Consider the following example:

feature_vector = graph.get_feature_vector(42)
del graph
print(feature_vector)

This will crash as feature_vector is holding a reference to memory that is owned by graph. This can lead to segmentation faults. Be careful to keep objects in memory that are referenced. If you need it use the copy=True option:

feature_vector = graph.get_feature_vector(10, copy=True)
del graph
print(feature_vector)  # no problem

Copying feature vectors will be slower.

Naming

Vertex = Feature Vector

Each vertex in the graph corresponds to a feature vector of the dataset.

Internal Index vs External Label

There are two kinds of indices used in a graph: internal_index and external_label. Both are integers and specify a vertex in a graph.

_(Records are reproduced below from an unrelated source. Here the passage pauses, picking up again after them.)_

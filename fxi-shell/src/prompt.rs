//! Questions asked by applications, answered by the next input line.

use std::sync::Mutex;

use crossbeam_channel::Sender;
use fxi_kernel::Prompt;

use crate::lock;
use crate::terminal::Output;

/// Routes the next submitted line to whichever thread is blocked in `ask`.
///
/// Only one question can be pending; a second concurrent `ask` gets no
/// answer.
pub struct LinePrompt {
    out: Output,
    pending: Mutex<Option<Sender<String>>>,
}

impl LinePrompt {
    pub fn new(out: Output) -> Self {
        Self {
            out,
            pending: Mutex::new(None),
        }
    }

    pub fn is_pending(&self) -> bool {
        lock(&self.pending).is_some()
    }

    /// Hand `line` to the pending question. Returns false when nothing was
    /// asked, in which case the line is a normal command line.
    pub fn answer(&self, line: &str) -> bool {
        let Some(tx) = lock(&self.pending).take() else {
            return false;
        };
        // The asking thread may have gone away; the line is consumed anyway.
        let _ = tx.send(line.to_string());
        true
    }

    /// Drop the pending question; the asker receives no answer.
    pub fn cancel(&self) {
        if lock(&self.pending).take().is_some() {
            tracing::debug!("pending question cancelled");
        }
    }
}

impl Prompt for LinePrompt {
    fn ask(&self, question: &str, hidden: bool) -> Option<String> {
        let (tx, rx) = crossbeam_channel::bounded(1);
        {
            let mut pending = lock(&self.pending);
            if pending.is_some() {
                tracing::warn!(question, "another question is already pending");
                return None;
            }
            *pending = Some(tx);
        }

        if hidden {
            self.out.line(&format!("? {} (input is not masked)", question));
        } else {
            self.out.line(&format!("? {}", question));
        }
        rx.recv().ok()
    }
}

Internal Indices are dense, which means that every internal_index < len(graph) can be used. For example: If you add 100 vertices and remove the vertex with internal_index 42, the last vertex in the graph will be moved to index 42.

In contrast, external label is a user defined identifier for each added vertex (see builder.add_entry(external_label, feature_vector)). Adding or Removing vertices to the graph will keep the connection between external labels and associated feature vector.

When you create the external labels by starting with 0 and increasing it for each entry by 1 and don't remove elements from the graph, external labels and internal indices are equal.

# as long as no elements are removed
# external labels and internal indices are equal
for i, vec in enumerate(data):
  builder.add_entry(i, vec)

Eps

TODO

Relative Neighborhood Graph / RNG-conform

TODO

Limitations

  • The python wrapper at the moment only supports float32 feature vectors.
  • The elements of a ResultSet are not sorted by distance.

Troubleshooting

BuildError: pybind11/typing.h:104:58: error: ‘copy_n’ is not a member of ‘std’

This is a pybind11 bug, that occurs when compiling it with gcc-14. Change the pybind version to 2.12.